華夏時報(www.chinatimes.net.cn)記者 周南 文梅 北京報道

2022年10月15日,正值第39個國際盲人節。盲人梁江波已經在清華大學社會工作專業就讀碩士研究生一月有余。無獨有偶,同為盲人的黃鶯也為自己的夢想前行,正在武漢理工大學管理科學與工程專業攻讀博士。

近年來,隨著我國將殘疾人事業納入國家經濟社會發展總體規劃和國家人權行動計劃,殘疾人權益保障的體制機制不斷完善,殘疾人社會保障制度和服務體系不斷健全,盲人教育也持續發展,越來越多的視力障礙學生通過單招單考或普通高考的方式走進大學。

在中國盲人協會主席李慶忠看來,對于盲人群體而言,教育是根本,而高等教育更是其中的重要一環,他表示:“提高盲人群體的生活質量和社會參與水平,根本在教育。我們要不斷提高盲人群體的受教育水平,不斷提升受教育質量,不斷拓寬受教育的選擇機會,尤其是接受高等教育的機會。”

溫度,從盲文試卷說起

“除了看不見,我什么都能做!”這句話幾乎成為黃鶯的人生信條。

于是,2015年6月,視力一級殘疾的她以高出一本分數線85分的成績考入武漢理工大學社會工作專業,而后一路攻讀博士至今。黃鶯是全國首位參加普通高考進入“211”重點大學的盲人學生,而在她高考之前的2014年,被稱為“視障考生無障礙參加普通高考元年”。

實際上,雖然普通高考為視障考生提供無障礙試卷早已立法,但視障考生申請普通高考盲文或電子試卷被拒而無緣普通高考的現象屢見不鮮。直到教育部在《關于做好2014年普通高校招生工作的通知》中明確要求:“各級考試機構要為殘疾人平等報名參加考試提供便利。有盲人參加考試時,為盲人考生提供盲文試卷、電子試卷或者由專門的工作人員予以協助。”

一張盲文試卷,感知一個國家的溫度。

自2014年盲人高考正式落實以來,教育部連續九年為盲人考試印制高考盲文試卷。在盲文試卷命題過程中,中國殘聯、教育部組織專家,制定《盲文卷命題標準》,設置試卷結構、試題類型、試題數量及分值。除了對于圖形的題目進行調整之外,盲文考卷的內容與難度與普通考生的試卷相同。
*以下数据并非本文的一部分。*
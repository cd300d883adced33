//! Handler arena, scope buckets, and registration lifetimes.

use std::cell::{Cell, RefCell};
use std::rc::{Rc, Weak};

use rustc_hash::FxHashMap;
use slotmap::new_key_type;

use crate::core::{PointerEvent, Position};

use super::InteractionManager;

new_key_type! {
    pub struct HandlerKey;
}

/// Pointer callbacks a tool hangs on the routing layer. All methods default
/// to no-ops so tools implement only what they use; none of them can fail.
#[allow(unused_variables)]
pub trait InteractionHandler: 'static {
    fn on_pointer_down(&mut self, event: &PointerEvent, position: Position) {}
    fn on_pointer_move(&mut self, event: &PointerEvent, position: Position) {}
    fn on_pointer_up(&mut self, event: &PointerEvent, position: Position) {}
    fn on_scroll(&mut self, event: &PointerEvent, dx: f32, dy: f32) {}
    /// Fired when the mode this handler is gated by (or any mode, for
    /// always-active handlers) becomes active.
    fn on_handler_active_start(&mut self, mode: &str) {}
    /// Fired before the active mode changes away.
    fn on_handler_active_end(&mut self, mode: &str) {}
}

pub type SharedHandler = Rc<RefCell<dyn InteractionHandler>>;

pub fn shared_handler<H: InteractionHandler>(handler: H) -> SharedHandler {
    Rc::new(RefCell::new(handler))
}

/// Handler keys split by the geometric scope they were registered against.
#[derive(Default)]
pub(super) struct Buckets {
    pub global: Vec<HandlerKey>,
    pub pages: FxHashMap<usize, Vec<HandlerKey>>,
}

impl Buckets {
    pub fn insert(&mut self, page_index: Option<usize>, key: HandlerKey) {
        match page_index {
            None => self.global.push(key),
            Some(index) => self.pages.entry(index).or_default().push(key),
        }
    }

    pub fn remove(&mut self, key: HandlerKey) {
        self.global.retain(|k| *k != key);
        self.pages.retain(|_, keys| {
            keys.retain(|k| *k != key);
            !keys.is_empty()
        });
    }

    pub fn page_keys(&self, page_index: usize) -> &[HandlerKey] {
        self.pages
            .get(&page_index)
            .map(Vec::as_slice)
            .unwrap_or(&[])
    }

    /// Global keys first, then every per-page set.
    pub fn all_keys(&self) -> Vec<HandlerKey> {
        let mut keys = self.global.clone();
        for page_keys in self.pages.values() {
            keys.extend_from_slice(page_keys);
        }
        keys
    }
}

/// The effective handler set for one provider scope. Empty means "nothing to
/// do", never an error. Invocation happens outside any manager borrow, so
/// handlers are free to call back into the manager (claim cursors, switch
/// modes).
pub struct MergedHandlers {
    handlers: Vec<SharedHandler>,
}

impl MergedHandlers {
    pub(super) fn new(handlers: Vec<SharedHandler>) -> Self {
        Self { handlers }
    }

    pub fn is_empty(&self) -> bool {
        self.handlers.is_empty()
    }

    pub fn len(&self) -> usize {
        self.handlers.len()
    }

    pub fn pointer_down(&self, event: &PointerEvent, position: Position) {
        for handler in &self.handlers {
            handler.borrow_mut().on_pointer_down(event, position);
        }
    }

    pub fn pointer_move(&self, event: &PointerEvent, position: Position) {
        for handler in &self.handlers {
            handler.borrow_mut().on_pointer_move(event, position);
        }
    }

    pub fn pointer_up(&self, event: &PointerEvent, position: Position) {
        for handler in &self.handlers {
            handler.borrow_mut().on_pointer_up(event, position);
        }
    }

    pub fn scroll(&self, event: &PointerEvent, dx: f32, dy: f32) {
        for handler in &self.handlers {
            handler.borrow_mut().on_scroll(event, dx, dy);
        }
    }
}

/// Undo token returned by handler registration. `unregister` is idempotent
/// and holds the manager weakly, so calling it after teardown is a no-op.
pub struct Registration {
    manager: Weak<InteractionManager>,
    key: Cell<Option<HandlerKey>>,
}

impl Registration {
    pub(super) fn new(manager: Weak<InteractionManager>, key: HandlerKey) -> Self {
        Self {
            manager,
            key: Cell::new(Some(key)),
        }
    }

    pub fn unregister(&self) {
        if let Some(key) = self.key.take() {
            if let Some(manager) = self.manager.upgrade() {
                manager.remove_handler(key);
            }
        }
    }

    pub fn is_registered(&self) -> bool {
        self.key.get().is_some()
    }
}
盲文試卷采用盲文印制,印刷復雜。盲文是六個凸起的圓點為基本結構組成,一個六點所占位置為“一方”,盲文所有的符號都從這六個點變化而來,每個音節由聲、韻、調三方符號構成。盲生依靠手指觸摸盲文進行閱讀,花費的時間要比普通考生長得多,因而盲文試卷的作答時間是普通試卷的1.5倍,數學試題不分文理科。在招生錄取時,分數線跟普通考生一樣,并無加分“優惠”。
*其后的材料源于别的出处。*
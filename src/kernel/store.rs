use super::{AppState, Effect};

#[derive(Debug, Default)]
pub struct DispatchResult {
    pub effects: Vec<Effect>,
    pub state_changed: bool,
}

impl DispatchResult {
    pub fn unchanged() -> Self {
        Self::default()
    }

    pub fn merge(&mut self, other: DispatchResult) {
        self.state_changed |= other.state_changed;
        self.effects.extend(other.effects);
    }
}

/// Owns the single application state. Mutation happens only through plugin
/// reducers invoked by the registry's dispatch.
pub struct Store {
    state: AppState,
}

impl Store {
    pub fn new(state: AppState) -> Self {
        Self { state }
    }

    pub fn state(&self) -> &AppState {
        &self.state
    }

    pub(crate) fn state_mut(&mut self) -> &mut AppState {
        &mut self.state
    }
}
值得一提的是,2015年2月,中國殘聯會同教育部出臺了《殘疾人參加普通高等學校招生全國統一考試管理規定(暫行)》,要求為殘疾人參加普通高考提供必要支持條件和合理便利。經過兩年多的實踐和完善,2017年,《殘疾人參加普通高等學校招生全國統一考試管理規定》出臺,對此前發布的暫行規定進行修訂,其中就包括“允許視力殘疾考生攜帶答題所需的盲文筆、盲文手寫板等輔助器具或設備。”
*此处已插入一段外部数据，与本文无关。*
//! Event loop: pumps the action bus, executes effects, translates crossterm
//! input into normalized pointer events and routes them through the
//! interaction manager's scope providers.

use std::io;
use std::path::PathBuf;
use std::rc::Rc;
use std::time::{Duration, Instant};

use crossterm::event::{
    self, Event, KeyCode, KeyEventKind, KeyModifiers, MouseButton, MouseEvent, MouseEventKind,
};
use ratatui::backend::CrosstermBackend;
use ratatui::layout::Rect;
use ratatui::Terminal;

use crate::core::{Modifiers, PointerButton, PointerEvent, Position, Scope};
use crate::kernel::{Action, DispatchResult, InteractionManager, PluginRegistry};
use crate::plugins::{annotate, pan, selection, zoom, DocumentTasks};

use super::terminal_guard::TerminalGuard;
use super::view::{self, PageFrame, STATUS_CLASS};

const POLL_INTERVAL: Duration = Duration::from_millis(50);

struct App {
    registry: PluginRegistry,
    tasks: DocumentTasks,
    manager: Rc<InteractionManager>,
    frames: Vec<PageFrame>,
    captured_page: Option<usize>,
    status_row: Option<u16>,
    needs_redraw: bool,
    should_quit: bool,
}

pub fn run(registry: PluginRegistry, path: Option<PathBuf>) -> io::Result<()> {
    let manager = registry
        .capabilities()
        .get::<Rc<InteractionManager>>()
        .ok_or_else(|| io::Error::other("interaction plugin not registered"))?;
    let tasks = registry
        .capabilities()
        .get::<DocumentTasks>()
        .ok_or_else(|| io::Error::other("loader plugin not registered"))?;

    let guard = TerminalGuard::new()?;
    let mut terminal = Terminal::new(CrosstermBackend::new(io::stdout()))?;

    let mut app = App {
        registry,
        tasks,
        manager,
        frames: Vec::new(),
        captured_page: None,
        status_row: None,
        needs_redraw: true,
        should_quit: false,
    };

    // The status line is chrome, not document surface.
    app.manager.add_exclusion_class(STATUS_CLASS);

    if let Some(path) = path {
        app.dispatch(Action::OpenDocument(path));
    }

    while !app.should_quit {
        app.dispatch(Action::Tick {
            now: Instant::now(),
        });
        let pumped = app.registry.pump();
        app.apply(pumped);

        if app.needs_redraw {
            app.draw(&mut terminal)?;
        }

        if event::poll(POLL_INTERVAL)? {
            match event::read()? {
                Event::Key(key) if key.kind != KeyEventKind::Release => {
                    app.on_key(key.code, key.modifiers)
                }
                Event::Mouse(mouse) => app.on_mouse(mouse),
                Event::Resize(_, _) => app.needs_redraw = true,
                _ => {}
            }
        }
    }

    drop(guard);
    Ok(())
}

impl App {
    fn apply(&mut self, result: DispatchResult) {
        if result.state_changed {
            self.needs_redraw = true;
        }
        for effect in &result.effects {
            self.tasks.run_effect(effect);
        }
    }

    fn dispatch(&mut self, action: Action) {
        let result = self.registry.dispatch(action);
        self.apply(result);
    }

    fn draw(&mut self, terminal: &mut Terminal<CrosstermBackend<io::Stdout>>) -> io::Result<()> {
        let state = self.registry.state().clone();
        let mut frames = Vec::new();
        let mut status_row = None;
        terminal.draw(|frame| {
            let area = frame.area();
            let main = Rect {
                x: area.x,
                y: area.y,
                width: area.width,
                height: area.height.saturating_sub(1),
            };
            frames = view::layout_pages(&state, main);
            status_row = Some(area.y + area.height.saturating_sub(1));
            view::render(frame, &state, &frames);
        })?;
        self.frames = frames;
        self.status_row = status_row;
        self.needs_redraw = false;
        Ok(())
    }

    fn on_key(&mut self, code: KeyCode, modifiers: KeyModifiers) {
        match code {
            KeyCode::Char('q') => self.should_quit = true,
            KeyCode::Char('c') if modifiers.contains(KeyModifiers::CONTROL) => {
                self.should_quit = true
            }
            KeyCode::Esc => self.dispatch(Action::ActivateDefaultMode),
            KeyCode::Char('p') => self.dispatch(Action::ActivateMode {
                mode: pan::MODE.into(),
            }),
            KeyCode::Char('s') => self.dispatch(Action::ActivateMode {
                mode: selection::MODE.into(),
            }),
            KeyCode::Char('a') => self.dispatch(Action::ActivateMode {
                mode: annotate::MODE.into(),
            }),
            KeyCode::Char('z') => self.dispatch(Action::ActivateMode {
                mode: zoom::MODE.into(),
            }),
            KeyCode::Char(' ') => {
                let action = if self.registry.state().interaction.paused {
                    Action::Resume
                } else {
                    Action::Pause
                };
                self.dispatch(action);
            }
            KeyCode::Char('r') => self.dispatch(Action::ReloadDocument),
            KeyCode::Char('+') | KeyCode::Char('=') => {
                let zoom = self.registry.state().viewport.zoom + 0.25;
                self.dispatch(Action::SetZoom { zoom });
            }
            KeyCode::Char('-') => {
                let zoom = self.registry.state().viewport.zoom - 0.25;
                self.dispatch(Action::SetZoom { zoom });
            }
            KeyCode::Up => self.dispatch(Action::ScrollBy { dx: 0.0, dy: -3.0 }),
            KeyCode::Down => self.dispatch(Action::ScrollBy { dx: 0.0, dy: 3.0 }),
            KeyCode::PageUp => self.dispatch(Action::ScrollBy { dx: 0.0, dy: -12.0 }),
            KeyCode::PageDown => self.dispatch(Action::ScrollBy { dx: 0.0, dy: 12.0 }),
            _ => {}
        }
    }

    fn on_mouse(&mut self, mouse: MouseEvent) {
        // Late-event safety: nothing is routed while the manager reports
        // itself paused (including after teardown).
        if self.manager.is_paused() {
            return;
        }
        if self.excluded_region(mouse.row) {
            return;
        }
        let modifiers = Modifiers {
            shift: mouse.modifiers.contains(KeyModifiers::SHIFT),
            ctrl: mouse.modifiers.contains(KeyModifiers::CONTROL),
            alt: mouse.modifiers.contains(KeyModifiers::ALT),
        };
        let x = f32::from(mouse.column);
        let y = f32::from(mouse.row);
        match mouse.kind {
            MouseEventKind::Down(MouseButton::Left) => {
                let event = PointerEvent::new(x, y)
                    .with_button(PointerButton::Primary)
                    .with_modifiers(modifiers);
                self.route_down(&event, mouse.column, mouse.row);
            }
            MouseEventKind::Drag(MouseButton::Left) => {
                let event = PointerEvent::new(x, y)
                    .with_button(PointerButton::Primary)
                    .with_modifiers(modifiers);
                self.route_move(&event, mouse.column, mouse.row);
            }
            MouseEventKind::Moved => {
                let event = PointerEvent::new(x, y).with_modifiers(modifiers);
                self.route_move(&event, mouse.column, mouse.row);
            }
            MouseEventKind::Up(MouseButton::Left) => {
                let event = PointerEvent::new(x, y)
                    .with_button(PointerButton::Primary)
                    .with_modifiers(modifiers);
                self.route_up(&event, mouse.column, mouse.row);
                self.captured_page = None;
            }
            MouseEventKind::ScrollUp => self.route_scroll(x, y, modifiers, -3.0),
            MouseEventKind::ScrollDown => self.route_scroll(x, y, modifiers, 3.0),
            _ => {}
        }
        // Tool handlers dispatch over the bus; drain so the UI stays current.
        let pumped = self.registry.pump();
        self.apply(pumped);
    }

    fn excluded_region(&self, row: u16) -> bool {
        let Some(status_row) = self.status_row else {
            return false;
        };
        row == status_row
            && self
                .registry
                .state()
                .interaction
                .exclusion_rules
                .excludes_class(STATUS_CLASS)
    }

    fn page_hit(&self, column: u16, row: u16) -> Option<(usize, Position)> {
        let zoom = self.registry.state().viewport.zoom;
        view::page_at(&self.frames, column, row, zoom)
    }

    /// Page-local position for a captured gesture, even when the pointer
    /// has left the page frame.
    fn position_on_page(&self, page_index: usize, column: u16, row: u16) -> Position {
        let zoom = self.registry.state().viewport.zoom.max(0.01);
        self.frames
            .iter()
            .find(|frame| frame.page_index == page_index)
            .map(|frame| {
                let x = (i32::from(column) - frame.origin_x).max(0) as f32;
                let y = (i32::from(row) - frame.origin_y).max(0) as f32;
                Position::new(x, y / zoom)
            })
            .unwrap_or_default()
    }

    fn route_down(&mut self, event: &PointerEvent, column: u16, row: u16) {
        let hit = self.page_hit(column, row);
        self.captured_page = hit.map(|(page, _)| page);
        self.manager
            .handlers_for_scope(Scope::Global)
            .pointer_down(event, Position::new(event.x, event.y));
        if let Some((page, position)) = hit {
            self.manager
                .handlers_for_scope(Scope::page(page))
                .pointer_down(event, position);
        }
    }

    fn route_move(&mut self, event: &PointerEvent, column: u16, row: u16) {
        self.manager
            .handlers_for_scope(Scope::Global)
            .pointer_move(event, Position::new(event.x, event.y));
        // While a gesture holds a page captured, sibling pages never see the
        // pointer; an exclusive mode relies on this.
        let target = match self.captured_page {
            Some(page) => Some((page, self.position_on_page(page, column, row))),
            None => self.page_hit(column, row),
        };
        if let Some((page, position)) = target {
            self.manager
                .handlers_for_scope(Scope::page(page))
                .pointer_move(event, position);
        }
    }

    fn route_up(&mut self, event: &PointerEvent, column: u16, row: u16) {
        self.manager
            .handlers_for_scope(Scope::Global)
            .pointer_up(event, Position::new(event.x, event.y));
        let target = match self.captured_page {
            Some(page) => Some((page, self.position_on_page(page, column, row))),
            None => self.page_hit(column, row),
        };
        if let Some((page, position)) = target {
            self.manager
                .handlers_for_scope(Scope::page(page))
                .pointer_up(event, position);
        }
    }

    fn route_scroll(&mut self, x: f32, y: f32, modifiers: Modifiers, dy: f32) {
        let event = PointerEvent::new(x, y).with_modifiers(modifiers);
        self.manager
            .handlers_for_scope(Scope::Global)
            .scroll(&event, 0.0, dy);
        // The wheel always moves the viewport, whatever tool is active.
        self.dispatch(Action::ScrollBy { dx: 0.0, dy });
    }
}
“盡管看不見,但每個盲孩子都有五彩的夢想。”李慶忠常把這句話掛在嘴邊。如他所言,溫情孕育碩果,除黃鶯外,一批盲人考生通過參加普通高考擁抱了五彩的夢。

2015年,浙江盲人考生鄭榮權570分被溫州大學錄取;2017年,安徽盲人考生王寵以高出一本線88分的成績被東北師范大學數學系錄取;2019年,山東盲人考生邵宸考入內蒙古大學;2020年,安徽盲人考生昂子喻考入中央民族大學信息與計算機科學專業……

難度,高考“二選一”

溫度之外,面對高考,盲生還有不得不說的難度。

實際上,盡管國家政策給予了盲生相應支持和合理便利,但每年申請盲文試卷的考生人數并不多。公開數據顯示,2015年申請了8份試卷,2017年7份,2018年2份,2019年10份,2020年5份,2021年11份,2022年8份。一個個數字背后隱藏的是盲生面對高考“二選一”時的疑慮。

所謂“二選一”即在單考單招和普通高考之間做出選擇。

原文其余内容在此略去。